- **ABOUT THIS EXERCISE**:
Here is the listing. Report each line in it that contains the string "message".

- **DATA EXTRACTS**:
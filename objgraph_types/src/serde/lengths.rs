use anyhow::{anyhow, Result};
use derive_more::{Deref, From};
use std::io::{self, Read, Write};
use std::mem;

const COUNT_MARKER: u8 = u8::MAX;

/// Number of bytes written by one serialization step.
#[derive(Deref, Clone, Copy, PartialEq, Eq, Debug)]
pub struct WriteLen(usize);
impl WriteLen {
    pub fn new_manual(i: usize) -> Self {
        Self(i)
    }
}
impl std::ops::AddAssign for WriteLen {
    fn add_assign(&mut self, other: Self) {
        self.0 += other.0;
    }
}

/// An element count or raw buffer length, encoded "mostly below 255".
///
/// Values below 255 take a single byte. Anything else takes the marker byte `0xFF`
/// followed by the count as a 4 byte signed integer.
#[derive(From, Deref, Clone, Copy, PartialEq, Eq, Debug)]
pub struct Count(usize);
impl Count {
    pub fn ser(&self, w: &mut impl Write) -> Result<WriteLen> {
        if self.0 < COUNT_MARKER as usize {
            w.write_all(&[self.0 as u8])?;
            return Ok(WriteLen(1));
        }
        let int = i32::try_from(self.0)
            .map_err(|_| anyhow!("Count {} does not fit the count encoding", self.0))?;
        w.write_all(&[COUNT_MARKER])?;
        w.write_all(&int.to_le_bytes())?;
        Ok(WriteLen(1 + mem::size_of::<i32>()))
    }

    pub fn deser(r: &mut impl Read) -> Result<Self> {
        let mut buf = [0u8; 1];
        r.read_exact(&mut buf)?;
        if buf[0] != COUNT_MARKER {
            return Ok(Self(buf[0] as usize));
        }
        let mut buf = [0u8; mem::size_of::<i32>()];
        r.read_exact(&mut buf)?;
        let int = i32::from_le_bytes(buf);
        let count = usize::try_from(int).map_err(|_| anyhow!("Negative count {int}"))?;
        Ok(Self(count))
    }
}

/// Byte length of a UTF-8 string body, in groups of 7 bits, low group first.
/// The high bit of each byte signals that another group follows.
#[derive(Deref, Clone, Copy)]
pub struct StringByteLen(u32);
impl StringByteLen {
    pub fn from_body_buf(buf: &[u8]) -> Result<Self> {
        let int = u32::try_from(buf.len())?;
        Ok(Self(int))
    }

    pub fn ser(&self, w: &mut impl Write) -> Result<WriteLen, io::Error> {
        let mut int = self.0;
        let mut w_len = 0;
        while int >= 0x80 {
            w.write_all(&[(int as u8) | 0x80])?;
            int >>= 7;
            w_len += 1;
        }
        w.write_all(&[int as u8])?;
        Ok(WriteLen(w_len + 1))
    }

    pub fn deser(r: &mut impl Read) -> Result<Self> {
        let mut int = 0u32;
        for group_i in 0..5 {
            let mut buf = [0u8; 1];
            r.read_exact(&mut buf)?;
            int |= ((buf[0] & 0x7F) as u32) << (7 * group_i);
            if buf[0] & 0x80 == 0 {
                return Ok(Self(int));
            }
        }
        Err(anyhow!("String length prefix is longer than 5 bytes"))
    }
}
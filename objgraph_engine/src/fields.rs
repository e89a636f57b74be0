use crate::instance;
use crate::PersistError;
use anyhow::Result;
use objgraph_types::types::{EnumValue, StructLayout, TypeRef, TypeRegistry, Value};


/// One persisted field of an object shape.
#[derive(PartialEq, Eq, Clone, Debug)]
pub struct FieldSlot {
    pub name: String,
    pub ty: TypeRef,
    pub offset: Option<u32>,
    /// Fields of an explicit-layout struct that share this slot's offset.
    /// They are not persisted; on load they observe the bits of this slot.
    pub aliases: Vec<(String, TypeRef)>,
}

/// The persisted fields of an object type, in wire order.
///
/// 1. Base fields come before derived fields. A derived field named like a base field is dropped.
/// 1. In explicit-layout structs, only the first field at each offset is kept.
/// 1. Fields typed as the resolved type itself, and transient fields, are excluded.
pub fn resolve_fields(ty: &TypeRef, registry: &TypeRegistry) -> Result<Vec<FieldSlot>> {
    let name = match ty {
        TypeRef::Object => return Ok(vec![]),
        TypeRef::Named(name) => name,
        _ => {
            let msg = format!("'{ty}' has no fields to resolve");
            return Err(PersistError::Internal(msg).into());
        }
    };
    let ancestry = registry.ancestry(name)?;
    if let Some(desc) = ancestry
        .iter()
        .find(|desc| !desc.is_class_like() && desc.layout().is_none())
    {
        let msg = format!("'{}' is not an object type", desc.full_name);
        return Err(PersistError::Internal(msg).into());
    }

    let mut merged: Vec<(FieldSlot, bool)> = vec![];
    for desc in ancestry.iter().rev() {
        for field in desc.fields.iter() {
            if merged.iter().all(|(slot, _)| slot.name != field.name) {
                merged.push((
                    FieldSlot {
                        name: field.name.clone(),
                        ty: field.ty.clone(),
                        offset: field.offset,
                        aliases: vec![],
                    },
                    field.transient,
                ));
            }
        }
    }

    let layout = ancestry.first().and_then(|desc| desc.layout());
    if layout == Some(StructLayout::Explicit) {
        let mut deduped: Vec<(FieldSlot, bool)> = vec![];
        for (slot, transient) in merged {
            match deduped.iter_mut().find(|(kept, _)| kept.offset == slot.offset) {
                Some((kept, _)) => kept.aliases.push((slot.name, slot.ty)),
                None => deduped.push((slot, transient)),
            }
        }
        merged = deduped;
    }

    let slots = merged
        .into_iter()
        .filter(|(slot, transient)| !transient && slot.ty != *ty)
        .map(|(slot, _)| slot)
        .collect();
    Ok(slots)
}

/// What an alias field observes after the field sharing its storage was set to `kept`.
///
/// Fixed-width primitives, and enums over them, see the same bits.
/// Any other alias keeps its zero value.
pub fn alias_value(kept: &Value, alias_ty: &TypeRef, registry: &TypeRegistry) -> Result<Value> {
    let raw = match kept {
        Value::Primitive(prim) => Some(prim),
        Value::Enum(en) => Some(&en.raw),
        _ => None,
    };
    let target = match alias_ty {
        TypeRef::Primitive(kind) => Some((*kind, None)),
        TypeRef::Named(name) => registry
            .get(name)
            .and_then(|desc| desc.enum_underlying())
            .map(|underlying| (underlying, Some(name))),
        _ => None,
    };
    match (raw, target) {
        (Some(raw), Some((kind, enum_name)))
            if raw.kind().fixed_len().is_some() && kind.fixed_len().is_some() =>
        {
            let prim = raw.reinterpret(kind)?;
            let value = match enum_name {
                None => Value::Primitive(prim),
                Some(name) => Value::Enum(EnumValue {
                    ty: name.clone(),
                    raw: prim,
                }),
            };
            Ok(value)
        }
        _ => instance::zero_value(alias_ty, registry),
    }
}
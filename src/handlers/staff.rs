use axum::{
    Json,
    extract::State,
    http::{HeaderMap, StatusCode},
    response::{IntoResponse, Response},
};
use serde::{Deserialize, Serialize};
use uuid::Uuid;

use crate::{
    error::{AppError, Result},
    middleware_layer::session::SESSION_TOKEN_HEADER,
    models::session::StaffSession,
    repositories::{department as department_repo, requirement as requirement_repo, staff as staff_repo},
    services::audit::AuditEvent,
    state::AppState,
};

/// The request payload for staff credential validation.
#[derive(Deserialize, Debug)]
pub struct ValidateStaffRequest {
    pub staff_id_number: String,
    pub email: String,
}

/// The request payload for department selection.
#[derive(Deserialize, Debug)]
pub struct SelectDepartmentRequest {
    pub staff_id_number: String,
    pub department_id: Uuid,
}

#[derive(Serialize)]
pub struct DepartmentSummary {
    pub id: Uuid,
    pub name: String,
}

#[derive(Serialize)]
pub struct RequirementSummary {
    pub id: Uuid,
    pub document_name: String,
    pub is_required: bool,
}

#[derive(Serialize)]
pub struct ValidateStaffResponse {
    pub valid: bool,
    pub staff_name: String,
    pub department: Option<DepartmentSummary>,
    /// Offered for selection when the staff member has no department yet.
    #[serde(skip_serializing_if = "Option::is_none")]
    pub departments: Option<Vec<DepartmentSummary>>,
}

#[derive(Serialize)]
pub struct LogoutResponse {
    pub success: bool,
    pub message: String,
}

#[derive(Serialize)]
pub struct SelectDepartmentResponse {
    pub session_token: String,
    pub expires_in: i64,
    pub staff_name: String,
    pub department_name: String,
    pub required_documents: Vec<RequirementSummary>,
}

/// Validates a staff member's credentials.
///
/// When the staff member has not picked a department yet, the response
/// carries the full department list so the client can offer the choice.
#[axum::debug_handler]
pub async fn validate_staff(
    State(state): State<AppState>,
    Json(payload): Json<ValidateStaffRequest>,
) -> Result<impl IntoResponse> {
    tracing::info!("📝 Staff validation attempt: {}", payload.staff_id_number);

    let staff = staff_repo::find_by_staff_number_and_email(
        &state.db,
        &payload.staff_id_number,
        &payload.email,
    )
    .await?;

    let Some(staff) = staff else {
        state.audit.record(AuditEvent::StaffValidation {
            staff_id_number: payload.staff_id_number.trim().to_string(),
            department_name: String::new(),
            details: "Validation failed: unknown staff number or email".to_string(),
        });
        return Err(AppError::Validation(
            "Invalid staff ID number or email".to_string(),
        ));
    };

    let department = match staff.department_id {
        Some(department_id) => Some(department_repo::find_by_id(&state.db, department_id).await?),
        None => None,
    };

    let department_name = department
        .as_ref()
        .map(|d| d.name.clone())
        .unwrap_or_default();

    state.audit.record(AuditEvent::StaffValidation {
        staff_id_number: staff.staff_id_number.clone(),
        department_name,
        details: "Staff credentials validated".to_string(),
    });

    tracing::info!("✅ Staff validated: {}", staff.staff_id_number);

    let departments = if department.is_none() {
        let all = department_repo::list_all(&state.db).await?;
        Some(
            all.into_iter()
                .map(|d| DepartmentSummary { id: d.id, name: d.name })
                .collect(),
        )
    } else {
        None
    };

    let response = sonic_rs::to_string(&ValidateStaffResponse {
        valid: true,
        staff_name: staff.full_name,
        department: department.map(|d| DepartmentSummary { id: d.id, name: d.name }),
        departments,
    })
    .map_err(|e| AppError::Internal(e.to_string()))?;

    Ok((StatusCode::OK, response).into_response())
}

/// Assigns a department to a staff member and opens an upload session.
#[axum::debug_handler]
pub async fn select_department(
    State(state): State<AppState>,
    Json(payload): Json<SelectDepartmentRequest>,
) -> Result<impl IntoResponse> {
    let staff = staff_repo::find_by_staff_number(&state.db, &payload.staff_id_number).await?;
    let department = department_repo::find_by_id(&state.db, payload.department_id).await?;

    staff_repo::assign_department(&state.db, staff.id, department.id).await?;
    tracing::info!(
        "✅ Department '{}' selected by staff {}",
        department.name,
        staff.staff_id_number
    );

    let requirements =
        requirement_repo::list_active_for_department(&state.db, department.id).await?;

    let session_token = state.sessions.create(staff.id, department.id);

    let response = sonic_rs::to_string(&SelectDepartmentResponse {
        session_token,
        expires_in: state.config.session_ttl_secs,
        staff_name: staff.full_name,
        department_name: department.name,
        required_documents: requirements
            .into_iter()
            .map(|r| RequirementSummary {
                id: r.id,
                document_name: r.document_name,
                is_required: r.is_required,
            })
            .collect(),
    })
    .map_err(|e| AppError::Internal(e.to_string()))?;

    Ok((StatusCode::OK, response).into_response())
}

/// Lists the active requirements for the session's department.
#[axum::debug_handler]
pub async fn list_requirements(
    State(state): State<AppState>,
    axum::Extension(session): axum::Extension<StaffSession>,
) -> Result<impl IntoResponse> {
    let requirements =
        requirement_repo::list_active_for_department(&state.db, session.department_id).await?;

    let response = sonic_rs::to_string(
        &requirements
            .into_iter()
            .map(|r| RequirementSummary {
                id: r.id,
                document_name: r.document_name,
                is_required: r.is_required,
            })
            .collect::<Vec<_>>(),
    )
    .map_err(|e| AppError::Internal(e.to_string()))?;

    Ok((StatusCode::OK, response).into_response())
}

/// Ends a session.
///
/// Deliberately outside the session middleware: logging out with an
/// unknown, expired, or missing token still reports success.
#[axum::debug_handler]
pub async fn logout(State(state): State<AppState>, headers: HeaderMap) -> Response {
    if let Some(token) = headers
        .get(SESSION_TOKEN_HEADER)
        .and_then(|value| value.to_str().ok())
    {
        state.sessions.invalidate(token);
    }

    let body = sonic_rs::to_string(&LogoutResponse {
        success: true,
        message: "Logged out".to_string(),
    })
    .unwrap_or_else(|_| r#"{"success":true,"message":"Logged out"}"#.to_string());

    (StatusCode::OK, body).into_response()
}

- **ANSWER BELOW**:
    pub message: String,
        message: "Logged out".to_string(),
    .unwrap_or_else(|_| r#"{"success":true,"message":"Logged out"}"#.to_string());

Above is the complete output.